A população é predominantemente jovem - metade tem até 24,7 anos e 44% têm entre 25 e 59 anos - mas faltam vagas no ensino médio e centros que ofereçam lazer e cultura. O estudo classifica como "precárias" as estruturas básicas de saúde, educação e saneamento no bairro.
Em 75% das escolas, há lixo em locais próximos; em 30%, esgoto a céu aberto. Além disso, quase 60% das unidades de ensino contam com bares por perto.
Vontade não basta O diagnóstico, que também envolve a realidade de Nova Bethânia, em Viana, revela que a precariedade é tanta que exige muito mais do que somente a vontade do poder público e o reforço na área de segurança para mudá-la.
Nessas áreas, viver sem perspectivas é a regra. Por causa das poucas vagas no ensino médio - que conta com apenas uma escola - muitos adolescentes abandonam os estudos quando terminam o ensino fundamental. Assim,
Juliana (nome fictício), 21 anos, como a maioria dos jovens de Terra Vermelha, nunca chegou ao ensino médio. Diz que abandonou a escola na 7ª série, depois de ficar grávida.
Desempregada, passa o dia cuidando da casa - que fica em uma rua sem calçamento e bem próximo a um esgoto a céu aberto - e dos dois filhos, de 1 e 3 anos de idade.
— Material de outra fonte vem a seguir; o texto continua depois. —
//! @ai:module:intent Define the per-line annotation posted with a check run
//! @ai:module:layer domain
//! @ai:module:public_api Annotation
//! @ai:module:stateless true

use crate::diagnostic::{Diagnostic, Severity};
use crate::path::normalize;
use serde::{Deserialize, Serialize};
use std::path::Path;

/// @ai:intent Inline annotation derived from a diagnostic and its severity
///
/// Field names match the check-run API's annotation object.
#[derive(Debug, Clone, PartialEq, Eq, Serialize, Deserialize)]
pub struct Annotation {
    pub path: String,
    pub start_line: usize,
    pub end_line: usize,
    pub annotation_level: Severity,
    pub message: String,
}

impl Annotation {
    /// @ai:intent Build an annotation with a normalized path and an `{id}::{message}` body
    /// @ai:effects pure
    pub fn from_diagnostic(diagnostic: &Diagnostic, level: Severity, repo_root: &Path) -> Self {
        Self {
            path: normalize(&diagnostic.file, repo_root),
            start_line: diagnostic.start_line,
            end_line: diagnostic.end_line,
            annotation_level: level,
            message: format!("{}::{}", diagnostic.id, diagnostic.message),
        }
    }
}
Sua maior preocupação, hoje, é não deixar as crianças saírem de casa, por causa da violência. "Não tenho como deixar meus filhos brincarem nessa lama misturada com esgoto. Criar um filho aqui é sinônimo de ficar preso dentro de casa, enquanto os bandidos estão soltos", constata.
O medo é companheiro constante, e as alternativas são escassas. "É difícil. Não temos nada para fazer, um curso, uma praça. Por mais que tentem melhorar, aqui nunca terminam o que começam. Se um traficante acha que você está olhando torto para ele, vem e te mata", desabafa a jovem.
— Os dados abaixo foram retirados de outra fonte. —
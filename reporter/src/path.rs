//! @ai:module:intent Normalize file paths to repository-relative, forward-slash form
//! @ai:module:layer domain
//! @ai:module:public_api normalize, clean, absolute_root
//! @ai:module:stateless true

use std::path::{Component, Path, PathBuf, MAIN_SEPARATOR};

/// @ai:intent Convert a path into a repository-relative path using `/` separators
/// @ai:pre repo_root is absolute; see `absolute_root`
/// @ai:post result never contains the host separator when it differs from `/`
/// @ai:effects pure
/// @ai:idempotent true
/// @ai:edge_cases paths outside repo_root yield `..` segments; relative input is only cleaned
pub fn normalize(path: &Path, repo_root: &Path) -> String {
    let relative = if path.is_absolute() {
        let path = clean(path);
        pathdiff::diff_paths(&path, clean(repo_root)).unwrap_or(path)
    } else {
        clean(path)
    };

    let text = relative.to_string_lossy();
    if MAIN_SEPARATOR == '/' {
        text.into_owned()
    } else {
        text.replace(MAIN_SEPARATOR, "/")
    }
}

/// @ai:intent Lexically drop `.` segments and fold `name/..` pairs
/// @ai:effects pure
/// @ai:idempotent true
/// @ai:edge_cases leading `..` on a relative path is kept; `..` directly under the root is dropped
pub fn clean(path: &Path) -> PathBuf {
    let mut parts: Vec<Component<'_>> = Vec::new();

    for component in path.components() {
        match component {
            Component::CurDir => {}
            Component::ParentDir => match parts.last() {
                Some(Component::Normal(_)) => {
                    parts.pop();
                }
                Some(Component::RootDir) | Some(Component::Prefix(_)) => {}
                _ => parts.push(component),
            },
            _ => parts.push(component),
        }
    }

    parts.iter().collect()
}

/// @ai:intent Resolve a repository root against the working directory without following symlinks
/// @ai:post result is absolute whenever the working directory is readable
/// @ai:effects env
pub fn absolute_root(repo_root: &Path) -> PathBuf {
    std::path::absolute(repo_root)
        .map(|root| clean(&root))
        .unwrap_or_else(|_| clean(repo_root))
}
Juliana não está só. Assim como ela, a prima Roberta, de 20 anos, e boa parte dos 20 mil jovens que moram na Grande Terra Vermelha não frequentam a escola.
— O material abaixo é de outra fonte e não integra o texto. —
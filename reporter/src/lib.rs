//! @ai:module:intent Diagnostic aggregation library for CI check reporting
//! @ai:module:layer domain
//! @ai:module:public_api annotation, console, diagnostic, error, input, path, run
//! @ai:module:stateless false
//!
//! # checkrun-core
//!
//! Collects diagnostics reported by upstream checks, writes each one as a
//! single CI log line, and keeps the ordered annotation list and overall
//! success flag that a check run is published from.
//!
//! ## Example
//!
//! ```rust
//! use checkrun_core::{Diagnostic, RunResult};
//!
//! let mut run = RunResult::with_writer("/repo", "Lint", Vec::new());
//! run.log_warning(&Diagnostic::at_line("/repo/src/x.cs", 3, "W001", "trailing space"));
//! run.log_failure(&Diagnostic::at_line("/repo/src/x.cs", 10, "E001", "bad token"));
//!
//! assert!(!run.success());
//! assert_eq!(run.annotations().len(), 2);
//! ```

pub mod annotation;
pub mod console;
pub mod diagnostic;
pub mod error;
pub mod input;
pub mod path;
pub mod run;

pub use annotation::Annotation;
pub use console::{format_line, ConsoleReporter};
pub use diagnostic::{Diagnostic, Severity};
pub use error::{Error, Result};
pub use input::{load_records, parse_records, replay, DiagnosticRecord, RecordSeverity};
pub use path::{absolute_root, clean, normalize};
pub use run::{RunResult, RunSummary};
Além da falta de estrutura nas unidades de ensino, é comum na região a violência invadir a escola, com tráfico, roubos frequentes a professores, batidas policiais e tiroteios na rua.
Falta saúde
Problemas nas escolas de Nova Bethânia também existem. Mas muito maiores são os das unidades de saúde da região. Em todas as cinco, as paredes e telhados apresentaram mau estado de conservação. Em 80% há problemas na pintura, assentos, portas e janelas, banheiros, instalações hidráulicas e elétricas. Todas elas estão localizadas em locais próximos do tráfico de drogas.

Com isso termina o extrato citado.